▶ [Listed records]:
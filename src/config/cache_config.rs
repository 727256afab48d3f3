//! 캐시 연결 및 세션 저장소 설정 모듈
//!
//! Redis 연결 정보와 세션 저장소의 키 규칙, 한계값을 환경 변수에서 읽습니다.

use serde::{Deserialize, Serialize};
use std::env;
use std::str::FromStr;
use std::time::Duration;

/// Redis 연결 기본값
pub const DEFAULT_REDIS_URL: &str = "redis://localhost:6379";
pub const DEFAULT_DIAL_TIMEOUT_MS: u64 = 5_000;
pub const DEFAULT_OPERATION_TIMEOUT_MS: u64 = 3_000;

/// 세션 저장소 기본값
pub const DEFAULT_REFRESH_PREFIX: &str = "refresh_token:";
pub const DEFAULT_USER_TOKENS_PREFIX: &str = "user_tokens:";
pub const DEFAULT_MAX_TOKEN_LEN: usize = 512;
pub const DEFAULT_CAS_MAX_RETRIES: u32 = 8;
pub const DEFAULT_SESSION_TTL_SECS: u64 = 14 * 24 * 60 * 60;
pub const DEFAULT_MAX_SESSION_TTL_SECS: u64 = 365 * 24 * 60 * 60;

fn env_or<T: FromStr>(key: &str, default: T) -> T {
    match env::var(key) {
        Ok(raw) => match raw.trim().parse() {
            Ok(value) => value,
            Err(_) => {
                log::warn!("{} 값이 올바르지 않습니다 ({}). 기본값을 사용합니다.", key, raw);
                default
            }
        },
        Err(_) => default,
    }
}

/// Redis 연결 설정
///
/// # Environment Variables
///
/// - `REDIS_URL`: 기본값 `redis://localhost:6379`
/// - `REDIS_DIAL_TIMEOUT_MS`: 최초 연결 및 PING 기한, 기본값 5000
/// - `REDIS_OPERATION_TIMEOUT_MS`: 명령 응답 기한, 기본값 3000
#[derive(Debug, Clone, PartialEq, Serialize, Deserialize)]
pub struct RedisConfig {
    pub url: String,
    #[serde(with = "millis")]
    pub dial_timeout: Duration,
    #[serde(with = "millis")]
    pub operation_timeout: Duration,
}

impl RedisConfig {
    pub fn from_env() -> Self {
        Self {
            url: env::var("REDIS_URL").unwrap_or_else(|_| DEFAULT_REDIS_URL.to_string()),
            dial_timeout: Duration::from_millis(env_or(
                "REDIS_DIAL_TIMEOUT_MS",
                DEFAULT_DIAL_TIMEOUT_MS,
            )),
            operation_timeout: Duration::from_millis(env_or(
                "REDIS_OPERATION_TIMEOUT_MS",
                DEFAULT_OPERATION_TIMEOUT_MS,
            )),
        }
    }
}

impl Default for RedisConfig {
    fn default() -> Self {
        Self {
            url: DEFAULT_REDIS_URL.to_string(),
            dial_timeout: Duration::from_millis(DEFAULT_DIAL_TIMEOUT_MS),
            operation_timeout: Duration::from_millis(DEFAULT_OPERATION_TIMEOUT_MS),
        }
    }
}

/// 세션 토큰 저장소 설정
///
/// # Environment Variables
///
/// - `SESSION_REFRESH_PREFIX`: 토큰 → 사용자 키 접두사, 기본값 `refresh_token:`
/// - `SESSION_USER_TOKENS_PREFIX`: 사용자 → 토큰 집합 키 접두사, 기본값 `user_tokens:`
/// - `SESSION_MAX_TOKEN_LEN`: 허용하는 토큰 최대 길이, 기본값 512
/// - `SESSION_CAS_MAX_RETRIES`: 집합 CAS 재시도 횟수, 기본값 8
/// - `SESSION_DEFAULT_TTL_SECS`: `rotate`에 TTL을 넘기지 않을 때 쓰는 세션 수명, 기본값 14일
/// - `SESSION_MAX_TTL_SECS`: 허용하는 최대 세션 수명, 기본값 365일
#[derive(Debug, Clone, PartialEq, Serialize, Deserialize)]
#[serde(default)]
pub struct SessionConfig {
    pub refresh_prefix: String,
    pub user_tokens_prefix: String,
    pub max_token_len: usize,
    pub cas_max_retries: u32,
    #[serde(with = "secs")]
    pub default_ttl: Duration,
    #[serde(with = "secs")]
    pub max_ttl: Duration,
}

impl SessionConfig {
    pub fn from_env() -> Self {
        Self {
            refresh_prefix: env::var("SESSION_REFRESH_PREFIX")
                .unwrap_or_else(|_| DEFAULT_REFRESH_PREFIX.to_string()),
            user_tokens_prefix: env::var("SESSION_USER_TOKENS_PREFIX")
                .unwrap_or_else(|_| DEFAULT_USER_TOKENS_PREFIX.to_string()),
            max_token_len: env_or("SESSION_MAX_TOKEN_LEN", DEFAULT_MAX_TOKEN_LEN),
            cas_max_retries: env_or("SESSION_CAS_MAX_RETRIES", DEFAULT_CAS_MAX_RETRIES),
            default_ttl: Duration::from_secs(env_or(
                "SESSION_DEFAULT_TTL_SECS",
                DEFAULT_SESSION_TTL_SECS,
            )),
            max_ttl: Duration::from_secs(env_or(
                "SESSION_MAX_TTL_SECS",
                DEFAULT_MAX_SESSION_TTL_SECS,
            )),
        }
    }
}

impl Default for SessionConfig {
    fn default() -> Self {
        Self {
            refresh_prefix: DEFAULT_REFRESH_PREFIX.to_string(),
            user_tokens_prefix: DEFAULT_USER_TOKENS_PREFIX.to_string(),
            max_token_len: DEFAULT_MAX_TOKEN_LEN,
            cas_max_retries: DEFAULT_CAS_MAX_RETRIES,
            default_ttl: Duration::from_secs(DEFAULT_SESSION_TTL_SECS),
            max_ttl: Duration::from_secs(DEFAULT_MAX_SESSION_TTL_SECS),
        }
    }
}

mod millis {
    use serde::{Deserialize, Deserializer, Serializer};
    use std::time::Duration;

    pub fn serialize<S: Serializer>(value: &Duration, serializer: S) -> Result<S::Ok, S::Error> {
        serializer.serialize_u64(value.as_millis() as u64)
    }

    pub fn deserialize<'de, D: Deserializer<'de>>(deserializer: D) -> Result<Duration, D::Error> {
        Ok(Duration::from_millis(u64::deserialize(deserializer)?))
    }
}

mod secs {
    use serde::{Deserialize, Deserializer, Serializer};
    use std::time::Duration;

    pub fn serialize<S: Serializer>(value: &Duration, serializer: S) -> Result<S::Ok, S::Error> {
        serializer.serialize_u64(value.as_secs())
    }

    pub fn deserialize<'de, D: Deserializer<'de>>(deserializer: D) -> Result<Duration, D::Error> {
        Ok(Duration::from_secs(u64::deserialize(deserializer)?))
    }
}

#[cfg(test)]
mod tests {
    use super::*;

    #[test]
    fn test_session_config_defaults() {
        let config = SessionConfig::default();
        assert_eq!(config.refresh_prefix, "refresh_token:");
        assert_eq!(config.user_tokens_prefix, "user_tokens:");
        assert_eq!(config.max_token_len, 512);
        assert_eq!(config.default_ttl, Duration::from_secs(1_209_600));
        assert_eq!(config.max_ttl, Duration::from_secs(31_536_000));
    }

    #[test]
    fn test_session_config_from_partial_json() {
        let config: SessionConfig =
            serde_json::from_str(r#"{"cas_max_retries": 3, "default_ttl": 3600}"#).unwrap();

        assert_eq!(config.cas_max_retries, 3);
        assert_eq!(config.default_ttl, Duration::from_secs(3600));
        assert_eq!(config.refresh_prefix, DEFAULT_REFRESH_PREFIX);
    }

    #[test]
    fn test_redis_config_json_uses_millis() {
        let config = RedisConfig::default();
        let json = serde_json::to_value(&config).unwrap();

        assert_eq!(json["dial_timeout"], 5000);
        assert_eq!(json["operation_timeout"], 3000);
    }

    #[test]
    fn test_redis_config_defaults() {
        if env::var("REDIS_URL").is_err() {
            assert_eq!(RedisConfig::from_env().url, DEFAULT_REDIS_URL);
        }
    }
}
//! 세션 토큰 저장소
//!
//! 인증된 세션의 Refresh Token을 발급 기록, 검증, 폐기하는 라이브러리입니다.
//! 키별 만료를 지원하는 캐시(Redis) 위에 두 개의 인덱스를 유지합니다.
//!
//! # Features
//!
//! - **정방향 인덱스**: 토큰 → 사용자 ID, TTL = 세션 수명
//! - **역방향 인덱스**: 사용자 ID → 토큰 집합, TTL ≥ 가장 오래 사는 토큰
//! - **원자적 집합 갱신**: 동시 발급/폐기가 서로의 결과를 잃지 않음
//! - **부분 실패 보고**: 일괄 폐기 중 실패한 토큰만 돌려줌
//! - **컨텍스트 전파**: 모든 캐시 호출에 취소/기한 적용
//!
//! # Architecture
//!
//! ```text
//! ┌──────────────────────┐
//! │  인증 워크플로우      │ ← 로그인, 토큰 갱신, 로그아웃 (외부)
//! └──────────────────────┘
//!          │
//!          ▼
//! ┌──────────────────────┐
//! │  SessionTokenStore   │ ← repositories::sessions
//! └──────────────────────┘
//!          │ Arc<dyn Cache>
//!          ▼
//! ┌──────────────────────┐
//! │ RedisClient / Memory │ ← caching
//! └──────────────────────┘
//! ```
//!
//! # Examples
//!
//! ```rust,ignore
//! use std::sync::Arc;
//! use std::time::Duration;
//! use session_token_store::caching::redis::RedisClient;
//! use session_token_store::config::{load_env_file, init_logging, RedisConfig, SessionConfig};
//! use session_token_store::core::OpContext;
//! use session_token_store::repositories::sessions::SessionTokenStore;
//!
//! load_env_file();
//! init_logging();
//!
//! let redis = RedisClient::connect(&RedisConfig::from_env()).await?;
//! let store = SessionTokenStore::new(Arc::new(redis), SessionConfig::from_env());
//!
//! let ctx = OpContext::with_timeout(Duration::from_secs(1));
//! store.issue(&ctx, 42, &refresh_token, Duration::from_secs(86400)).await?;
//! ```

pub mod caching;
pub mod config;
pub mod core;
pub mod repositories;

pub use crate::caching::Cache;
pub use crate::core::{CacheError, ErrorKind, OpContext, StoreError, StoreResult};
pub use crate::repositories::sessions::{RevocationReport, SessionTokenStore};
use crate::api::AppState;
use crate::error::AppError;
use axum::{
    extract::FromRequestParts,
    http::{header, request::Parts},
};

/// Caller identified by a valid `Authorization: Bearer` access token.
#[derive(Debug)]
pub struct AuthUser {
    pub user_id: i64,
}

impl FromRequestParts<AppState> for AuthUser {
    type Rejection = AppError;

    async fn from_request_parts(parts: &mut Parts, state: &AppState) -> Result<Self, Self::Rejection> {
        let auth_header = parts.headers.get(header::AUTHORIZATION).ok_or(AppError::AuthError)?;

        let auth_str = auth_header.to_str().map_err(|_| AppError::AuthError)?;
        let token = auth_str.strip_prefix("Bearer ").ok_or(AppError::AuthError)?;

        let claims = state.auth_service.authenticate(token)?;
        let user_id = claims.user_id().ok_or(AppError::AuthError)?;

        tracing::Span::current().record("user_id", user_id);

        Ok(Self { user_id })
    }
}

▶ [Brief]:
What is needed is an exact copy of the entries from their first line down to the line with "pub const DEFAULT_REDIS_URL: &str", that line included, and nothing beyond it.

▶ [Answer to this task]:
filename src/config/cache_config.rs
repository 727256afab48d3f3
//! 캐시 연결 및 세션 저장소 설정 모듈
//!
//! Redis 연결 정보와 세션 저장소의 키 규칙, 한계값을 환경 변수에서 읽습니다.

use serde::{Deserialize, Serialize};
use std::env;
use std::str::FromStr;
use std::time::Duration;

/// Redis 연결 기본값
pub const DEFAULT_REDIS_URL: &str = "redis://localhost:6379";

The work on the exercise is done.